In reference to ourselves, the classic romcom line of “you aren’t in love with me. you’re in love with the idea of me” bluntly manifests. Because if you aren’t satisfied with the current persona you’re wearing, and you wallow in the pain and struggle of living under a system where fulfillment or happiness feels intangible, that shallow-water persona can be disposed of in exchange for a new one — whichever one is fashionable. Another updated, shiny figurine of the ideal human is bound to hit the market, anyway!
Through these strategies is how media platforms condition people to desire being consumed, all in all insinuating that your value is linked to the degree by which you can be devoured as a commodified version of yourself.
All of these endeavors are a cry for safety from the grueling hours that people are told their humanity is almost nonexistent in importance to our labor (the capacity to be exploited) or our socioeconomic status (often the capacity to exploit others).

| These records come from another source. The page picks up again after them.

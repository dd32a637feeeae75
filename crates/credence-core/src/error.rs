//! Error types for `credence-core`.

use thiserror::Error;
use uuid::Uuid;

#[derive(Debug, Error)]
pub enum Error {
  #[error("user not found: {0}")]
  UserNotFound(Uuid),

  #[error("claim not found: {0}")]
  ClaimNotFound(Uuid),

  #[error("evidence not found: {0}")]
  EvidenceNotFound(Uuid),

  #[error("comment not found: {0}")]
  CommentNotFound(Uuid),

  #[error("email already registered")]
  EmailTaken,

  #[error("username already taken")]
  UsernameTaken,

  #[error("parent comment {parent} belongs to a different claim")]
  ParentCommentMismatch { parent: Uuid },

  #[error("unknown claim status: {0:?}")]
  UnknownStatus(String),

  #[error("unknown evidence type: {0:?}")]
  UnknownEvidenceType(String),

  #[error("unknown vote type: {0:?}")]
  UnknownVoteType(String),
}

pub type Result<T, E = Error> = std::result::Result<T, E>;
//! Encoding and decoding helpers between Rust domain types and the plain-text
//! representations stored in SQLite columns.
//!
//! Timestamps are stored as RFC 3339 strings with a fixed microsecond width
//! and a `Z` suffix, so lexical order in SQL equals chronological order.
//! UUIDs are stored as hyphenated lowercase strings. Enums are stored as
//! their lowercase wire names.

use chrono::{DateTime, SecondsFormat, SubsecRound as _, Utc};
use credence_core::{
  claim::Claim,
  comment::Comment,
  evidence::Evidence,
  user::{User, UserCredentials},
  vote::Vote,
};
use uuid::Uuid;

use crate::{Error, Result};

// ─── Uuid ─────────────────────────────────────────────────────────────────────

pub fn encode_uuid(id: Uuid) -> String { id.hyphenated().to_string() }

pub fn decode_uuid(s: &str) -> Result<Uuid> { Ok(Uuid::parse_str(s)?) }

// ─── DateTime<Utc> ────────────────────────────────────────────────────────────

/// The current time at storage precision, so values handed back to callers
/// compare equal to what a later read returns.
pub fn now() -> DateTime<Utc> { Utc::now().trunc_subsecs(6) }

pub fn encode_dt(dt: DateTime<Utc>) -> String {
  dt.to_rfc3339_opts(SecondsFormat::Micros, true)
}

pub fn decode_dt(s: &str) -> Result<DateTime<Utc>> {
  DateTime::parse_from_rfc3339(s)
    .map(|dt| dt.with_timezone(&Utc))
    .map_err(|e| Error::DateParse(e.to_string()))
}

// ─── Row types ───────────────────────────────────────────────────────────────

/// Columns selected for a user, in order. Prefix with `u.`.
pub const USER_COLUMNS: &str =
  "u.user_id, u.username, u.email, u.created_at, u.password_hash";

/// Raw strings read directly from a `users` row.
pub struct RawUser {
  pub user_id:       String,
  pub username:      String,
  pub email:         String,
  pub created_at:    String,
  pub password_hash: String,
}

impl RawUser {
  pub fn from_row(row: &rusqlite::Row<'_>) -> rusqlite::Result<Self> {
    Ok(Self {
      user_id:       row.get(0)?,
      username:      row.get(1)?,
      email:         row.get(2)?,
      created_at:    row.get(3)?,
      password_hash: row.get(4)?,
    })
  }

  pub fn into_credentials(self) -> Result<UserCredentials> {
    Ok(UserCredentials {
      user:          User {
        id:         decode_uuid(&self.user_id)?,
        username:   self.username,
        email:      self.email,
        created_at: decode_dt(&self.created_at)?,
      },
      password_hash: self.password_hash,
    })
  }

  pub fn into_user(self) -> Result<User> {
    self.into_credentials().map(|c| c.user)
  }
}

/// Claim read model: the row, its author's username and child counts.
pub const CLAIM_SELECT: &str = "
  SELECT
    c.claim_id, c.title, c.description, c.user_id, u.username,
    c.credibility_score, c.status, c.category, c.ai_moderation_score,
    c.created_at, c.updated_at,
    (SELECT COUNT(*) FROM evidence e WHERE e.claim_id = c.claim_id),
    (SELECT COUNT(*) FROM votes    v WHERE v.claim_id = c.claim_id),
    (SELECT COUNT(*) FROM comments m WHERE m.claim_id = c.claim_id)
  FROM claims c
  LEFT JOIN users u ON u.user_id = c.user_id";

/// Raw values read from [`CLAIM_SELECT`].
pub struct RawClaim {
  pub claim_id:            String,
  pub title:               String,
  pub description:         String,
  pub user_id:             String,
  pub author_username:     Option<String>,
  pub credibility_score:   i64,
  pub status:              String,
  pub category:            String,
  pub ai_moderation_score: Option<f64>,
  pub created_at:          String,
  pub updated_at:          String,
  pub evidence_count:      u32,
  pub vote_count:          u32,
  pub comment_count:       u32,
}

impl RawClaim {
  pub fn from_row(row: &rusqlite::Row<'_>) -> rusqlite::Result<Self> {
    Ok(Self {
      claim_id:            row.get(0)?,
      title:               row.get(1)?,
      description:         row.get(2)?,
      user_id:             row.get(3)?,
      author_username:     row.get(4)?,
      credibility_score:   row.get(5)?,
      status:              row.get(6)?,
      category:            row.get(7)?,
      ai_moderation_score: row.get(8)?,
      created_at:          row.get(9)?,
      updated_at:          row.get(10)?,
      evidence_count:      row.get(11)?,
      vote_count:          row.get(12)?,
      comment_count:       row.get(13)?,
    })
  }

  pub fn into_claim(self) -> Result<Claim> {
    Ok(Claim {
      id:                  decode_uuid(&self.claim_id)?,
      title:               self.title,
      description:         self.description,
      user_id:             decode_uuid(&self.user_id)?,
      author_username:     self.author_username,
      credibility_score:   self.credibility_score,
      status:              self.status.parse()?,
      category:            self.category,
      ai_moderation_score: self.ai_moderation_score,
      created_at:          decode_dt(&self.created_at)?,
      updated_at:          decode_dt(&self.updated_at)?,
      evidence_count:      self.evidence_count,
      vote_count:          self.vote_count,
      comment_count:       self.comment_count,
    })
  }
}

pub const EVIDENCE_SELECT: &str = "
  SELECT
    e.evidence_id, e.claim_id, e.user_id, u.username,
    e.content, e.kind, e.source_url, e.created_at
  FROM evidence e
  LEFT JOIN users u ON u.user_id = e.user_id";

/// Raw strings read from [`EVIDENCE_SELECT`].
pub struct RawEvidence {
  pub evidence_id:     String,
  pub claim_id:        String,
  pub user_id:         String,
  pub author_username: Option<String>,
  pub content:         String,
  pub kind:            String,
  pub source_url:      Option<String>,
  pub created_at:      String,
}

impl RawEvidence {
  pub fn from_row(row: &rusqlite::Row<'_>) -> rusqlite::Result<Self> {
    Ok(Self {
      evidence_id:     row.get(0)?,
      claim_id:        row.get(1)?,
      user_id:         row.get(2)?,
      author_username: row.get(3)?,
      content:         row.get(4)?,
      kind:            row.get(5)?,
      source_url:      row.get(6)?,
      created_at:      row.get(7)?,
    })
  }

  pub fn into_evidence(self) -> Result<Evidence> {
    Ok(Evidence {
      id:              decode_uuid(&self.evidence_id)?,
      claim_id:        decode_uuid(&self.claim_id)?,
      user_id:         decode_uuid(&self.user_id)?,
      author_username: self.author_username,
      content:         self.content,
      kind:            self.kind.parse()?,
      source_url:      self.source_url,
      created_at:      decode_dt(&self.created_at)?,
    })
  }
}

pub const VOTE_SELECT: &str =
  "SELECT vote_id, claim_id, user_id, vote_type, created_at FROM votes";

/// Raw strings read from [`VOTE_SELECT`].
pub struct RawVote {
  pub vote_id:    String,
  pub claim_id:   String,
  pub user_id:    String,
  pub vote_type:  String,
  pub created_at: String,
}

impl RawVote {
  pub fn from_row(row: &rusqlite::Row<'_>) -> rusqlite::Result<Self> {
    Ok(Self {
      vote_id:    row.get(0)?,
      claim_id:   row.get(1)?,
      user_id:    row.get(2)?,
      vote_type:  row.get(3)?,
      created_at: row.get(4)?,
    })
  }

  pub fn into_vote(self) -> Result<Vote> {
    Ok(Vote {
      id:         decode_uuid(&self.vote_id)?,
      claim_id:   decode_uuid(&self.claim_id)?,
      user_id:    decode_uuid(&self.user_id)?,
      vote_type:  self.vote_type.parse()?,
      created_at: decode_dt(&self.created_at)?,
    })
  }
}

pub const COMMENT_SELECT: &str = "
  SELECT
    m.comment_id, m.claim_id, m.user_id, u.username,
    m.content, m.parent_comment_id, m.created_at
  FROM comments m
  LEFT JOIN users u ON u.user_id = m.user_id";

/// Raw strings read from [`COMMENT_SELECT`].
pub struct RawComment {
  pub comment_id:        String,
  pub claim_id:          String,
  pub user_id:           String,
  pub author_username:   Option<String>,
  pub content:           String,
  pub parent_comment_id: Option<String>,
  pub created_at:        String,
}

impl RawComment {
  pub fn from_row(row: &rusqlite::Row<'_>) -> rusqlite::Result<Self> {
    Ok(Self {
      comment_id:        row.get(0)?,
      claim_id:          row.get(1)?,
      user_id:           row.get(2)?,
      author_username:   row.get(3)?,
      content:           row.get(4)?,
      parent_comment_id: row.get(5)?,
      created_at:        row.get(6)?,
    })
  }

  pub fn into_comment(self) -> Result<Comment> {
    Ok(Comment {
      id:                decode_uuid(&self.comment_id)?,
      claim_id:          decode_uuid(&self.claim_id)?,
      user_id:           decode_uuid(&self.user_id)?,
      author_username:   self.author_username,
      content:           self.content,
      parent_comment_id: self
        .parent_comment_id
        .as_deref()
        .map(decode_uuid)
        .transpose()?,
      created_at:        decode_dt(&self.created_at)?,
    })
  }
}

While consumer products and grandiose aesthetics provide the essence of our needs and wants, truth be told that it has not helped us find peace with ourselves or alleviate our grief.
This is in no way to imply that we should feel ashamed of those small moments where we employ knick-knacks and artistic images to temporarily escape the stress and pressure in our lives; Frankly, the appeal is understood and, to a reasonable extent, the pleasure is beyond deserved to compensate for our constant hardships in today’s world.
But there comes a point where it is imperative to realize that we cannot always consume, consume, and consume our way out of misery produced by the same system that made consumerism seem like the only viable relief. A turning point ignites when people are conscious of how capitalism (and numerous systems of oppression) has induced a massive epidemic against our collective well-being.
We are being sold the short-term feeling of being socially or emotionally liberated, but never in correspondence to whether or not the “breaking free” from struggle is materially actualized into reality. Our needs and wants were never accounted for.
Pain is not a stylish concept used to move the plot forward to the scene where a stylish hero conquers all. The pain inflicted by oppressive systems and institutions is real — its long-term, concrete ramifications have already slipped the masses into an unjust and deprived position. We cannot forever rely on commodified fantasies for relief. Humanity does not have forever, and capitalism doesn’t wait for anyone.